A las 12:01 horas de este jueves 3 de abril entró en vigor la orden ejecutiva que firmó Donald Trump, presidente de Estados Unidos, el pasado 26 de marzo, mediante la cual impone aranceles de 25% a los vehículos, camiones ligeros y autopartes importados por la Unión Americana.
Dicha medida se puso en marcha luego de que en la víspera el mandatario estadounidense anunció la imposición de aranceles recíprocos para varios países, bajo el argumento de equilibrar las relaciones comerciales y proteger la economía del vecino del norte.
Como parte de dicha medida, Trump fijó una base arancelaría del 10% para todas las mercancías que ingresen a territorio estadounidense y se aplicarán tarifas superiores a importaciones provenientes de otras naciones.

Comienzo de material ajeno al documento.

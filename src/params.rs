use std::fmt;

use clap::ValueEnum;
use openfhe::ffi;
use serde::Deserialize;
use tracing::warn;

use crate::error::Error;

pub const MAX_DEPTH: usize = 40;
pub const MIN_RING_DIM: usize = 16;
pub const MAX_RING_DIM: usize = 1 << 17;
/// Bit size OpenFHE gives the first CKKS modulus; the scaling modulus must
/// stay below it.
pub const FIRST_MOD_BITS: u32 = 60;
pub const MIN_SCALING_BITS: u32 = 20;

#[derive(Clone, Copy, Debug, PartialEq, Eq, Deserialize)]
#[serde(rename_all = "lowercase")]
pub enum Scheme {
    Ckks,
    Bgv,
}

impl fmt::Display for Scheme {
    fn fmt(&self, f: &mut fmt::Formatter<'_>) -> fmt::Result {
        match self {
            Scheme::Ckks => write!(f, "CKKS"),
            Scheme::Bgv => write!(f, "BGV"),
        }
    }
}

/// Dataset type 1 selects CKKS and 2 selects BGV; anything else falls back
/// to CKKS.
pub fn select_scheme(dataset_type: i64) -> Scheme {
    match dataset_type {
        1 => Scheme::Ckks,
        2 => Scheme::Bgv,
        other => {
            warn!(dataset_type = other, "invalid dataset type, defaulting to CKKS");
            Scheme::Ckks
        }
    }
}

pub fn is_valid_dataset_type(dataset_type: i64) -> bool {
    matches!(dataset_type, 1 | 2)
}

/// HE-standard security target handed to OpenFHE. `NotSet` disables the
/// ring dimension check and needs an explicit ring dimension.
#[derive(Clone, Copy, Debug, Default, PartialEq, Eq, Deserialize, ValueEnum)]
#[serde(rename_all = "kebab-case")]
pub enum SecurityLevel {
    #[default]
    Classic128,
    Classic192,
    Classic256,
    NotSet,
}

impl SecurityLevel {
    pub(crate) fn to_ffi(self) -> ffi::SecurityLevel {
        match self {
            SecurityLevel::Classic128 => ffi::SecurityLevel::HEStd_128_classic,
            SecurityLevel::Classic192 => ffi::SecurityLevel::HEStd_192_classic,
            SecurityLevel::Classic256 => ffi::SecurityLevel::HEStd_256_classic,
            SecurityLevel::NotSet => ffi::SecurityLevel::HEStd_NotSet,
        }
    }
}

/// Validated context parameters. `scaling_mod_size` is only meaningful for
/// CKKS and `plaintext_modulus` only for BGV. A zero `ring_dim` lets OpenFHE
/// pick the smallest dimension meeting the security level; a zero
/// `batch_size` uses every slot.
///
/// OpenFHE aborts the process on parameter errors, so everything it would
/// reject is caught here first.
#[derive(Clone, Debug, PartialEq)]
pub struct Parameters {
    pub scheme: Scheme,
    pub multiplicative_depth: usize,
    pub scaling_mod_size: u32,
    pub plaintext_modulus: u64,
    pub batch_size: usize,
    pub ring_dim: usize,
    pub security_level: SecurityLevel,
}

impl Parameters {
    pub fn ckks(
        multiplicative_depth: usize,
        scaling_mod_size: u32,
        batch_size: usize,
        ring_dim: usize,
    ) -> Result<Self, Error> {
        Parameters {
            scheme: Scheme::Ckks,
            multiplicative_depth,
            scaling_mod_size,
            plaintext_modulus: 0,
            batch_size,
            ring_dim,
            security_level: SecurityLevel::default(),
        }
        .validate()
    }

    pub fn bgv(
        multiplicative_depth: usize,
        plaintext_modulus: u64,
        batch_size: usize,
        ring_dim: usize,
    ) -> Result<Self, Error> {
        Parameters {
            scheme: Scheme::Bgv,
            multiplicative_depth,
            scaling_mod_size: 0,
            plaintext_modulus,
            batch_size,
            ring_dim,
            security_level: SecurityLevel::default(),
        }
        .validate()
    }

    /// The single "scaling factor" prompt value means the scaling modulus
    /// bit size for CKKS and the plaintext modulus for BGV.
    pub fn from_scaling_factor(
        scheme: Scheme,
        multiplicative_depth: usize,
        scaling_factor: u64,
        batch_size: usize,
        ring_dim: usize,
    ) -> Result<Self, Error> {
        match scheme {
            Scheme::Ckks => {
                let bits = u32::try_from(scaling_factor).map_err(|_| {
                    Error::InvalidParameters(format!("scaling factor {scaling_factor} is not a bit size"))
                })?;
                Parameters::ckks(multiplicative_depth, bits, batch_size, ring_dim)
            }
            Scheme::Bgv => Parameters::bgv(multiplicative_depth, scaling_factor, batch_size, ring_dim),
        }
    }

    pub fn with_security_level(mut self, level: SecurityLevel) -> Result<Self, Error> {
        self.security_level = level;
        self.validate()
    }

    fn validate(self) -> Result<Self, Error> {
        if self.multiplicative_depth == 0 || self.multiplicative_depth > MAX_DEPTH {
            return Err(Error::InvalidParameters(format!(
                "multiplicative depth must be in 1..={MAX_DEPTH}, got {}",
                self.multiplicative_depth
            )));
        }

        if self.ring_dim != 0
            && (!self.ring_dim.is_power_of_two() || !(MIN_RING_DIM..=MAX_RING_DIM).contains(&self.ring_dim))
        {
            return Err(Error::InvalidParameters(format!(
                "ring dimension must be a power of two in {MIN_RING_DIM}..={MAX_RING_DIM}, got {}",
                self.ring_dim
            )));
        }
        if self.ring_dim == 0 && self.security_level == SecurityLevel::NotSet {
            return Err(Error::InvalidParameters(
                "an explicit ring dimension is needed without a security level".to_string(),
            ));
        }

        if self.batch_size != 0 && !self.batch_size.is_power_of_two() {
            return Err(Error::InvalidParameters(format!(
                "batch size must be a power of two, got {}",
                self.batch_size
            )));
        }
        if self.ring_dim != 0 && self.batch_size > self.ring_dim / 2 {
            return Err(Error::InvalidParameters(format!(
                "batch size {} exceeds the {} slots of ring dimension {}",
                self.batch_size,
                self.ring_dim / 2,
                self.ring_dim
            )));
        }

        match self.scheme {
            Scheme::Ckks => {
                if !(MIN_SCALING_BITS..FIRST_MOD_BITS).contains(&self.scaling_mod_size) {
                    return Err(Error::InvalidParameters(format!(
                        "scaling modulus size must be in {MIN_SCALING_BITS}..{FIRST_MOD_BITS} bits, got {}",
                        self.scaling_mod_size
                    )));
                }
            }
            Scheme::Bgv => {
                let t = self.plaintext_modulus;
                if !(3..1 << 32).contains(&t) || !is_prime(t) {
                    return Err(Error::InvalidParameters(format!(
                        "plaintext modulus must be a prime below 2^32, got {t}"
                    )));
                }
                // packed encoding needs 2N-th roots of unity mod t
                let two_n = 2 * self.ring_dim.max(2 * self.batch_size) as u64;
                if two_n > 2 && t % two_n != 1 {
                    return Err(Error::InvalidParameters(format!(
                        "plaintext modulus {t} must be 1 mod {two_n} for packing"
                    )));
                }
            }
        }

        Ok(self)
    }
}

/// Trial division; plaintext moduli are below 2^32.
fn is_prime(n: u64) -> bool {
    n >= 2 && (2..).take_while(|d| d * d <= n).all(|d| n % d != 0)
}

#[cfg(test)]
mod tests {
    use super::*;

    #[test]
    fn test_scheme_selection() {
        assert_eq!(select_scheme(1), Scheme::Ckks);
        assert_eq!(select_scheme(2), Scheme::Bgv);
        for other in [0, 3, -1, 42] {
            assert_eq!(select_scheme(other), Scheme::Ckks);
            assert!(!is_valid_dataset_type(other));
        }
        assert_eq!(Scheme::Ckks.to_string(), "CKKS");
        assert_eq!(Scheme::Bgv.to_string(), "BGV");
    }

    #[test]
    fn test_library_chosen_dimensions() {
        let params = Parameters::ckks(6, 50, 8192, 0).unwrap();
        assert_eq!(params.ring_dim, 0);
        assert_eq!(params.batch_size, 8192);
        let params = Parameters::ckks(2, 40, 0, 64).unwrap();
        assert_eq!(params.batch_size, 0);

        // without a security level the dimension has to be given
        assert!(Parameters::ckks(2, 40, 16, 0)
            .unwrap()
            .with_security_level(SecurityLevel::NotSet)
            .is_err());
        assert!(Parameters::ckks(2, 40, 16, 64)
            .unwrap()
            .with_security_level(SecurityLevel::NotSet)
            .is_ok());
    }

    #[test]
    fn test_from_scaling_factor() {
        let ckks = Parameters::from_scaling_factor(Scheme::Ckks, 3, 50, 8, 64).unwrap();
        assert_eq!(ckks.scaling_mod_size, 50);
        let bgv = Parameters::from_scaling_factor(Scheme::Bgv, 3, 65537, 8, 64).unwrap();
        assert_eq!(bgv.plaintext_modulus, 65537);
        assert!(Parameters::from_scaling_factor(Scheme::Ckks, 3, 1 << 40, 8, 64).is_err());
    }

    #[test]
    fn test_rejects_invalid() {
        let bad = [
            Parameters::ckks(0, 50, 8, 64),
            Parameters::ckks(3, 60, 8, 64),
            Parameters::ckks(3, 10, 8, 64),
            Parameters::ckks(3, 40, 24, 64),
            Parameters::ckks(3, 40, 64, 64),
            Parameters::ckks(3, 40, 8, 100),
            Parameters::bgv(3, 65536, 8, 64),
            // 65537 is not 1 mod 2^18
            Parameters::bgv(3, 65537, 8, 1 << 17),
            // nor 1 mod 2^17 once the batch needs 2^16 slots
            Parameters::bgv(3, 65537, 1 << 16, 0),
        ];
        for res in bad {
            assert!(matches!(res, Err(Error::InvalidParameters(_))), "{res:?}");
        }
        assert!(is_prime(65537) && is_prime(7_340_033) && !is_prime(65535));
    }
}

Así, para China el gravamen será del 34%, la Unión Europea pagará 20%, Japón 24%, Reino Unido 10%, India 26%, Brasil 10%, al igual que Chile y Colombia, por mencionar algunos países.
Durante su anuncio en la Casa Blanca, Trump señaló que no podrán seguir pagando los déficits comerciales de México y Canadá.
“En el caso de México son 300 mil millones de dólares (mdd) al año; en el caso de Canadá, cerca de 200 mil mdd al año”, subrayó, al tiempo que calificó al Tratado entre México, Estados Unidos y Canadá (T-MEC) como el peor acuerdo comercial que ha tenido la Unión Americana.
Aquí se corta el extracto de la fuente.